Why sorting an array makes a Python loop faster

This morning I ran across a blog post that presented two Python scripts, one of which was much more efficient than the other. The blog post has since been deleted so I can’t link to it, but the scripts basically boil down to this:

import time
a = [i for i in range(1000000)]
sum = 0
t1 = time.time()
for i in a:
    sum = sum + i
t2 = time.time()
print t2-t1
import time
from random import shuffle
a = [i for i in range(1000000)]
shuffle(a)
sum = 0
t1 = time.time()
for i in a:
    sum = sum + i
t2 = time.time()
print t2-t1

As you can see, the two scripts have entirely identical behavior. They both generate a list of the first one million integers and print the time it takes to compute their sum. The only difference is that slow.py first randomizes the order of the integers. Although it may seem surprising, it seems that this randomization is enough to slow the program significantly. On my machine running Python 2.7.3, fast.py is consistently a tenth of a second quicker than slow.py (this is a nontrivial speedup given that fast.py takes about a quarter of a second total to run). Go ahead and try it out yourself. (I haven’t tested it on Python 3, but the results shouldn’t be too different.)

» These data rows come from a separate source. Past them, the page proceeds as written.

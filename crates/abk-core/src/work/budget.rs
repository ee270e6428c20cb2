//! Count of running worker loops, capped at the scheduler's ceiling.

use std::sync::atomic::{AtomicUsize, Ordering};

/// Worker slots for one scheduler. Loops take a slot before they start and give
/// it back when they find the pending list empty.
///
/// Mutated only while the pending collection's lock is held, so "queue empty"
/// and "release slot" happen together; reads are lock-free.
#[derive(Debug)]
pub struct WorkerBudget {
    max: usize,
    active: AtomicUsize,
}

impl WorkerBudget {
    pub fn new(max: usize) -> Self {
        Self {
            max,
            active: AtomicUsize::new(0),
        }
    }

    pub fn max(&self) -> usize {
        self.max
    }

    /// Worker loops currently running.
    pub fn active(&self) -> usize {
        self.active.load(Ordering::Acquire)
    }

    /// Take a slot if one is free. Returns whether a new worker may start.
    pub fn try_acquire(&self) -> bool {
        let mut current = self.active.load(Ordering::Relaxed);
        loop {
            if current >= self.max {
                return false;
            }
            match self.active.compare_exchange_weak(
                current,
                current + 1,
                Ordering::AcqRel,
                Ordering::Relaxed,
            ) {
                Ok(_) => return true,
                Err(actual) => current = actual,
            }
        }
    }

    /// Give a slot back.
    pub fn release(&self) {
        let _ = self
            .active
            .fetch_update(Ordering::AcqRel, Ordering::Relaxed, |n| n.checked_sub(1));
    }
}
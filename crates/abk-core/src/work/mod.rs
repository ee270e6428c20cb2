//! Bounded-concurrency work scheduler.
//!
//! Work items wait in a [`ConcurrentCollection`](crate::collection::ConcurrentCollection);
//! at most `max_concurrency` worker loops drain it. Workers exit as soon as
//! nothing is pending, and the next submission starts a fresh one.

mod budget;
mod item;
mod pool;
mod worker;

pub use budget::WorkerBudget;
pub use item::{WorkHandle, WorkId, WorkItem};
pub use pool::{BoundedScheduler, PendingWork, WorkSettings};
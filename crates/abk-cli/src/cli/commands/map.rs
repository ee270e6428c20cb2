//! `abk map`: edit the saved backup mappings.

use abk_core::config::{self, AbkConfig, PathMapping};
use anyhow::{bail, Result};
use std::path::PathBuf;

pub fn run_map_add(cfg: &mut AbkConfig, source: PathBuf, target: PathBuf) -> Result<()> {
    if !source.exists() {
        bail!("source {} does not exist", source.display());
    }
    println!(
        "mapping {}: {} -> {}",
        cfg.mappings.len(),
        source.display(),
        target.display()
    );
    cfg.mappings.push(PathMapping { source, target });
    config::save(cfg)
}

pub fn run_map_list(cfg: &AbkConfig) {
    if cfg.mappings.is_empty() {
        println!("no mappings");
        return;
    }
    for (i, m) in cfg.mappings.iter().enumerate() {
        let (source, target) = (m.source.display(), m.target.display());
        println!("{i:>3}  {source} -> {target}");
    }
}

pub fn run_map_remove(cfg: &mut AbkConfig, index: usize) -> Result<()> {
    if index >= cfg.mappings.len() {
        bail!(
            "no mapping at index {} ({} configured)",
            index,
            cfg.mappings.len()
        );
    }
    let removed = cfg.mappings.remove(index);
    println!(
        "removed {}: {} -> {}",
        index,
        removed.source.display(),
        removed.target.display()
    );
    config::save(cfg)
}
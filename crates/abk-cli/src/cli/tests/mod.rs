//! CLI parse tests.

use super::{Cli, CliCommand};
use clap::Parser;

pub(super) fn parse(args: &[&str]) -> CliCommand {
    let cli = Cli::try_parse_from(args).unwrap();
    cli.command
}

mod map;
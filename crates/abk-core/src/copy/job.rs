use std::path::{Path, PathBuf};
use std::sync::atomic::{AtomicU64, Ordering};
use std::sync::{Arc, Mutex, PoisonError};

use crate::job::{DiscreteJob, JobProgress};

fn fraction(done: u64, total: u64) -> f64 {
    if total == 0 {
        return 1.0;
    }
    done as f64 / total as f64
}

/// Running byte count for a directory job; drives that job's progress.
///
/// Count and progress update happen under one lock so concurrent files
/// cannot publish a stale fraction after a newer one.
#[derive(Debug)]
pub struct ByteTally {
    total: u64,
    done: Mutex<u64>,
    progress: Arc<JobProgress>,
}

impl ByteTally {
    pub fn new(total: u64, progress: Arc<JobProgress>) -> Self {
        Self {
            total,
            done: Mutex::new(0),
            progress,
        }
    }

    pub fn total(&self) -> u64 {
        self.total
    }

    pub fn done(&self) -> u64 {
        *self.done.lock().unwrap_or_else(PoisonError::into_inner)
    }

    fn add(&self, n: u64) {
        let mut done = self.done.lock().unwrap_or_else(PoisonError::into_inner);
        *done = done.saturating_add(n);
        self.progress.update(fraction(*done, self.total));
    }

    fn sub(&self, n: u64) {
        let mut done = self.done.lock().unwrap_or_else(PoisonError::into_inner);
        *done = done.saturating_sub(n);
        self.progress.update(fraction(*done, self.total));
    }
}

/// Copy one file; progress is bytes copied over the size seen at planning time.
///
/// An empty source directory is planned as a directory job of size 0: running
/// it only creates the target directory.
#[derive(Debug)]
pub struct FileCopyJob {
    source: PathBuf,
    target: PathBuf,
    directory: bool,
    size: u64,
    copied: AtomicU64,
    progress: JobProgress,
    ancestors: Vec<Arc<ByteTally>>,
}

impl FileCopyJob {
    pub fn new(
        source: impl Into<PathBuf>,
        target: impl Into<PathBuf>,
        size: u64,
        progress: JobProgress,
    ) -> Self {
        Self {
            source: source.into(),
            target: target.into(),
            directory: false,
            size,
            copied: AtomicU64::new(0),
            progress,
            ancestors: Vec::new(),
        }
    }

    /// Recreate an empty directory at `target`.
    pub fn directory(
        source: impl Into<PathBuf>,
        target: impl Into<PathBuf>,
        progress: JobProgress,
    ) -> Self {
        Self {
            directory: true,
            ..Self::new(source, target, 0, progress)
        }
    }

    /// Directory tallies (outermost first) that should see this file's bytes.
    pub fn with_ancestors(mut self, ancestors: Vec<Arc<ByteTally>>) -> Self {
        self.ancestors = ancestors;
        self
    }

    pub fn source(&self) -> &Path {
        &self.source
    }

    pub fn target(&self) -> &Path {
        &self.target
    }

    pub fn is_directory(&self) -> bool {
        self.directory
    }

    pub fn file_size(&self) -> u64 {
        self.size
    }

    pub fn progress_bytes(&self) -> u64 {
        self.copied.load(Ordering::Acquire)
    }

    /// Record `n` more bytes copied. The total never exceeds the file size.
    ///
    /// Ancestors republish their fraction on every call, so a zero-byte update
    /// still marks directories holding only empty entries complete.
    pub fn update_byte_count(&self, n: u64) {
        let size = self.size;
        let prev = match self
            .copied
            .fetch_update(Ordering::AcqRel, Ordering::Acquire, |c| {
                Some(c.saturating_add(n).min(size))
            }) {
            Ok(prev) | Err(prev) => prev,
        };
        let now = prev.saturating_add(n).min(size);
        let delta = now - prev;
        for tally in &self.ancestors {
            tally.add(delta);
        }
        self.progress.update(fraction(now, size));
    }

    /// Forget bytes counted by a previous attempt (also in the ancestors).
    pub fn reset_bytes(&self) {
        let prev = self.copied.swap(0, Ordering::AcqRel);
        if prev > 0 {
            for tally in &self.ancestors {
                tally.sub(prev);
            }
        }
    }
}

impl DiscreteJob for FileCopyJob {
    fn description(&self) -> String {
        format!(
            "Copy: [{}] to [{}]",
            self.source.display(),
            self.target.display()
        )
    }

    fn progress(&self) -> Option<&JobProgress> {
        Some(&self.progress)
    }
}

So why does randomizing the list’s elements result in such a significant slowdown? The author of the original blog post chalked it up to “branch prediction”. If you’re not familiar with the term, check out this StackOverflow question, which explains the concept very well. (My suspicion is that the author of this blog post encountered this page or a similar one and applied the idea to a Python snippet where it didn’t quite fit.)

Of course, I was doubtful that branch prediction could actually be the culprit here. There are no top-level conditional branches in the Python code, and it stands to reason that both scripts take precisely the same branches within the body of the loop. No part of the program is conditional on the integers themselves, and there is no data dependency between each of the list’s elements. Of course, I’m still uncertain that Python is anywhere near “close to the metal” enough that CPU-level branch prediction should even be a factor in the performance analysis of a Python script. Python is way too high-level for that.

So if it’s not branch prediction, just why is slow.py so slow? After a little bit of research, I think I’ve figured it out, but not before making a few “false starts”. The answer requires a little familiarity with the internals of the Python virtual machine.

False start: lists and generators

My first thought was that Python was able to deal with the sorted list [i for i in range(1000000)] much more efficiently than the randomized list. That is, maybe it was substituting the list for a generator like this one:

def numbers():
    i = 0
    while i < 1000000:
        yield i
        i += 1

That might be a bit more time-efficient, I thought. After all, if Python internally uses a generator in place of a bonafide list, then it doesn’t have to go to the trouble of keeping all of the integers in memory at once, which might save us a lot of overhead. The randomized list in slow.py can’t be easily captured by a simple generator, so the VM wouldn’t be able to make any such optimization.

Unfortunately, this wasn’t a useful observation. If you squeeze an a.sort() in between the shuffle and the loop in slow.py, it becomes as fast as fast.py again. Clearly there is something about having these numbers sorted that makes the program faster.

False start: lists vs. arrays

My next thought that it might be the data structure giving us caching issues. a is a “list”, which (understandably) led me to believe that a was implemented under-the-hood as a linked list. If the shuffle operation statefully randomizes the nodes of the linked list, then fast.py may be able to take advantage of cache locality by allocating all of its linked-list nodes adjacently, while slow.py will get a lot of cache misses because each linked list node will reference another node that is not likely to be on the same cache line.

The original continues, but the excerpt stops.